Психика — твой враг и союзник твоих врагов. Все, что ты скажешь, не просто может быть использовано против тебя, но непременно будет использовано! Так что заранее наберись мужества, знаний и терпения, а также подружись с хорошим адвокатом. Его телефоны ты должен знать лучше, чем свои собственные.
А сейчас я тебя приободрю. Ты в тюрьме не пропадешь, выживешь, освоишься и уже через три-четыре месяца будешь и по фене ботать, и пустякам, вроде воды раз в три дня в кране, радоваться, малявы рисовать и письма жене такого, например, содержания: “Людям в хате добра и здоровья! За подгон тебе душевный душнячок. За кабанчика — тоже. Особенно уматно проконали блэнд и мясная ботва… Усатому скажи, чтобы ксиву по деляне притаранил. Пусть зашифруется, а то пыхнет, когда мусора жало запилят. Косяк впорет — я ему шлемку на броне выровняю и погоняло сменю…”
Тюремный сленг вкрадчив, въедлив, липуч и приставуч. Уже через два месяца я не мог общаться с адвокатами без употребления блатных слов. А я ведь поболе некоторых других зеков слов литературных знаю. Это я к тому, что бытие определяет сознание.
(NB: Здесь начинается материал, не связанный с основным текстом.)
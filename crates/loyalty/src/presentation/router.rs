//! User API Router

use axum::{
    Router,
    routing::{get, post},
};
use std::sync::Arc;

use crate::application::retry::RetryPolicy;
use crate::domain::repository::{BalanceRepository, OrderRepository, UserRepository};
use crate::infra::postgres::PgLoyaltyRepository;
use crate::presentation::handlers::{self, LoyaltyAppState};
use crate::presentation::middleware::{access_log, gzip_codec};

/// Create the user router with the PostgreSQL repository
pub fn user_router(repo: PgLoyaltyRepository, secret: String, retry: RetryPolicy) -> Router {
    user_router_generic(repo, secret, retry)
}

/// Create a user router for any repository implementation
pub fn user_router_generic<R>(repo: R, secret: String, retry: RetryPolicy) -> Router
where
    R: UserRepository + OrderRepository + BalanceRepository + Clone + Send + Sync + 'static,
{
    let state = LoyaltyAppState {
        repo: Arc::new(repo),
        secret: Arc::new(secret),
        retry,
    };

    Router::new()
        .route("/api/user/register", post(handlers::register::<R>))
        .route("/api/user/login", post(handlers::login::<R>))
        .route(
            "/api/user/orders",
            post(handlers::submit_order::<R>).get(handlers::list_orders::<R>),
        )
        .route("/api/user/balance", get(handlers::get_balance::<R>))
        .route(
            "/api/user/balance/withdraw",
            post(handlers::withdraw::<R>),
        )
        .route(
            "/api/user/withdrawals",
            get(handlers::list_withdrawals::<R>),
        )
        // Last layer added runs first: logging wraps the gzip codec, so the
        // logged byte count is what actually went on the wire.
        .layer(axum::middleware::from_fn(gzip_codec))
        .layer(axum::middleware::from_fn(access_log))
        .with_state(state)
}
Лучше всего, если отсидку в тюрьме ты воспримешь не как горе великое, а как временный период пребывания… в командировке. Экзотической. Новые люди, впечатления, запахи, еда. Научись что-нибудь делать новое своими руками, как то: сетки из-под овощей распускать и конец из них плести, шить из кожи кисеты для чая, рисовать. Для ума рекомендую книги, шахматы, упражнения в стихосложении и т.п. Используй тюрьму себе на пользу, развивай себя, работай над собой. Как я сейчас работаю над собой. Говорят, что написанное свидетельствует о самом написавшем не меньше, чем о предмете изложения. Так что я пишу не столько тебе и не столько о тебе, сколько для себя и о себе. И это тоже помогает мне выжить.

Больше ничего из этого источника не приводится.